• WHAT YOU SHOULD DO
Among the entries below, take the line with "and increase by" and the line with "for optimistic concurrency.", and output them and every line between them exactly, with nothing else.

EXERCISE INPUTS Start Marker

//! Tracing subscriber initialization.

use serde::Deserialize;
use tracing_subscriber::EnvFilter;

/// Log output settings.
///
/// `RUST_LOG`, when set, wins over `level`.
#[derive(Debug, Clone, PartialEq, Eq, Deserialize)]
#[serde(default)]
pub struct LogSettings {
    pub level: String,
    pub json: bool,
}

impl Default for LogSettings {
    fn default() -> Self {
        Self {
            level: "info".to_string(),
            json: true,
        }
    }
}

impl LogSettings {
    fn filter(&self) -> EnvFilter {
        EnvFilter::try_from_default_env()
            .or_else(|_| EnvFilter::try_new(&self.level))
            .unwrap_or_else(|_| EnvFilter::new("info"))
    }
}

/// Install the global subscriber. Subsequent calls are no-ops.
pub fn init_with(settings: &LogSettings) {
    let builder = tracing_subscriber::fmt()
        .with_env_filter(settings.filter())
        .with_timer(tracing_subscriber::fmt::time::SystemTime)
        .with_target(false);

    let _ = if settings.json {
        builder.json().try_init()
    } else {
        builder.try_init()
    };
}

#[cfg(test)]
mod tests {
    use super::*;

    #[test]
    fn defaults_to_json_at_info() {
        let settings = LogSettings::default();
        assert_eq!(settings.level, "info");
        assert!(settings.json);
    }

    #[test]
    fn repeated_init_is_harmless() {
        init_with(&LogSettings::default());
        init_with(&LogSettings {
            level: "debug".to_string(),
            json: false,
        });
    }
}
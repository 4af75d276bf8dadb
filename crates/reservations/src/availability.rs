//! Availability checks: physical stock minus outstanding reservations.

use rust_decimal::Decimal;
use serde::{Deserialize, Serialize};

use stockhold_core::StockKey;

/// Outcome of checking a required quantity against available stock.
///
/// A failed check is data for the caller, not an error. `available_qty` is
/// never clamped: a negative value means reservations exceed physical stock.
#[derive(Debug, Clone, PartialEq, Eq, Serialize, Deserialize)]
pub struct AvailabilityCheck {
    pub key: StockKey,
    pub required_qty: Decimal,
    pub physical_qty: Decimal,
    pub reserved_qty: Decimal,
    pub available_qty: Decimal,
    pub is_valid: bool,
    /// Empty when valid; itemized explanation otherwise.
    pub message: String,
}

impl AvailabilityCheck {
    pub fn evaluate(
        key: StockKey,
        required_qty: Decimal,
        physical_qty: Decimal,
        reserved_qty: Decimal,
    ) -> Self {
        let available_qty = physical_qty - reserved_qty;
        let is_valid = required_qty <= available_qty;
        let mut check = Self {
            key,
            required_qty,
            physical_qty,
            reserved_qty,
            available_qty,
            is_valid,
            message: String::new(),
        };
        if !is_valid {
            check.message = check.shortage_message();
        }
        check
    }

    /// `required - available`, zero when the check passes.
    pub fn shortage(&self) -> Decimal {
        (self.required_qty - self.available_qty).max(Decimal::ZERO)
    }

    fn shortage_message(&self) -> String {
        format!(
            "Insufficient stock for item {item} in warehouse {warehouse}: \
             required {required}, physical {physical}, reserved {reserved}, \
             available {available}, shortage {shortage}",
            item = self.key.item_code,
            warehouse = self.key.warehouse,
            required = self.required_qty.normalize(),
            physical = self.physical_qty.normalize(),
            reserved = self.reserved_qty.normalize(),
            available = self.available_qty.normalize(),
            shortage = self.shortage().normalize(),
        )
    }
}

#[cfg(test)]
mod tests {
    use super::*;
    use rust_decimal_macros::dec;

    fn key() -> StockKey {
        StockKey::new("ITEM-A", "WH-1")
    }

    #[test]
    fn sufficient_stock_is_valid_with_empty_message() {
        let check = AvailabilityCheck::evaluate(key(), dec!(20), dec!(100), dec!(80));
        assert!(check.is_valid);
        assert_eq!(check.available_qty, dec!(20));
        assert_eq!(check.shortage(), Decimal::ZERO);
        assert!(check.message.is_empty());
    }

    #[test]
    fn shortage_message_is_itemized() {
        let check = AvailabilityCheck::evaluate(key(), dec!(25), dec!(100), dec!(80));
        assert!(!check.is_valid);
        assert_eq!(check.shortage(), dec!(5));
        assert_eq!(
            check.message,
            "Insufficient stock for item ITEM-A in warehouse WH-1: required 25, physical 100, \
             reserved 80, available 20, shortage 5"
        );
    }

    #[test]
    fn over_commitment_reports_negative_availability() {
        let check = AvailabilityCheck::evaluate(key(), dec!(1), dec!(10), dec!(15.50));
        assert_eq!(check.available_qty, dec!(-5.50));
        assert!(check.message.contains("available -5.5"));
        assert!(check.message.contains("shortage 6.5"));
    }
}
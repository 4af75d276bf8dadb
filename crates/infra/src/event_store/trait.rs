use chrono::{DateTime, Utc};
use serde::{Deserialize, Serialize};
use serde_json::Value as JsonValue;
use thiserror::Error;
use uuid::Uuid;

use stockhold_core::{AggregateId, ExpectedVersion};
use std::sync::Arc;

/// An event ready to be appended to a stream (not yet assigned a sequence number).
///
/// Built from a typed domain event with `UncommittedEvent::from_typed()`, which
/// serializes the payload and captures the metadata needed to read it back.
#[derive(Debug, Clone, PartialEq, Eq, Serialize, Deserialize)]
pub struct UncommittedEvent {
    pub event_id: Uuid,
    pub aggregate_id: AggregateId,
    pub aggregate_type: String,

    pub event_type: String,
    pub event_version: u32,
    pub occurred_at: DateTime<Utc>,

    pub payload: JsonValue,
}

/// A stored event in an append-only stream.
///
/// Sequence numbers are assigned at append time, start at 1, and increase by
/// exactly one per event within a stream. The last one is the stream version
/// used for optimistic concurrency.
#[derive(Debug, Clone, PartialEq, Eq, Serialize, Deserialize)]
pub struct StoredEvent {
    pub event_id: Uuid,
    pub aggregate_id: AggregateId,
    pub aggregate_type: String,

    /// Monotonically increasing position in the aggregate stream.
    pub sequence_number: u64,

    pub event_type: String,
    pub event_version: u32,
    pub occurred_at: DateTime<Utc>,

    pub payload: JsonValue,
}

impl StoredEvent {
    /// Convert a stored event into an envelope for publication / projection.
    pub fn to_envelope(&self) -> stockhold_events::EventEnvelope<JsonValue> {
        stockhold_events::EventEnvelope::new(
            self.event_id,
            self.aggregate_id,
            self.aggregate_type.clone(),
            self.sequence_number,
            self.payload.clone(),
        )
    }
}

/// Event store operation error (infrastructure, not domain).
#[derive(Debug, Error)]
pub enum EventStoreError {
    #[error("optimistic concurrency check failed: {0}")]
    Concurrency(String),

    #[error("aggregate type mismatch: {0}")]
    AggregateTypeMismatch(String),

    #[error("invalid append: {0}")]
    InvalidAppend(String),

    #[error("event store unavailable: {0}")]
    Unavailable(String),
}

/// Append-only event store, one stream per aggregate instance.
///
/// `append()` must:
/// - reject batches that mix streams or aggregate types
/// - check `expected_version` against the current stream version atomically
///   with the write (this is the compare-and-swap every reservation relies on)
/// - assign sequence numbers `current + 1, current + 2, ...`
/// - persist the whole batch or nothing
///
/// `load_stream()` returns the stream in sequence order, empty if it does not exist.
pub trait EventStore: Send + Sync {
    fn append(
        &self,
        events: Vec<UncommittedEvent>,
        expected_version: ExpectedVersion,
    ) -> Result<Vec<StoredEvent>, EventStoreError>;

    fn load_stream(&self, aggregate_id: AggregateId) -> Result<Vec<StoredEvent>, EventStoreError>;

    /// Every stream of one aggregate type, ordered by (aggregate, sequence). Used for rebuilds.
    fn load_all(&self, aggregate_type: &str) -> Result<Vec<StoredEvent>, EventStoreError>;
}

impl<S> EventStore for Arc<S>
where
    S: EventStore + ?Sized,
{
    fn append(
        &self,
        events: Vec<UncommittedEvent>,
        expected_version: ExpectedVersion,
    ) -> Result<Vec<StoredEvent>, EventStoreError> {
        (**self).append(events, expected_version)
    }

    fn load_stream(&self, aggregate_id: AggregateId) -> Result<Vec<StoredEvent>, EventStoreError> {
        (**self).load_stream(aggregate_id)
    }

    fn load_all(&self, aggregate_type: &str) -> Result<Vec<StoredEvent>, EventStoreError> {
        (**self).load_all(aggregate_type)
    }
}

impl UncommittedEvent {
    /// Build an uncommitted event from a typed domain event.
    pub fn from_typed<E>(
        aggregate_id: AggregateId,
        aggregate_type: impl Into<String>,
        event_id: Uuid,
        event: &E,
    ) -> Result<Self, EventStoreError>
    where
        E: stockhold_events::Event + Serialize,
    {
        let payload = serde_json::to_value(event)
            .map_err(|e| EventStoreError::InvalidAppend(format!("payload serialization failed: {e}")))?;

        Ok(Self {
            event_id,
            aggregate_id,
            aggregate_type: aggregate_type.into(),
            event_type: event.event_type().to_string(),
            event_version: event.version(),
            occurred_at: event.occurred_at(),
            payload,
        })
    }
}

EXERCISE INPUTS End Marker

• OUTPUT FOR THIS TASK
/// Sequence numbers are assigned at append time, start at 1, and increase by
/// exactly one per event within a stream. The last one is the stream version
/// used for optimistic concurrency.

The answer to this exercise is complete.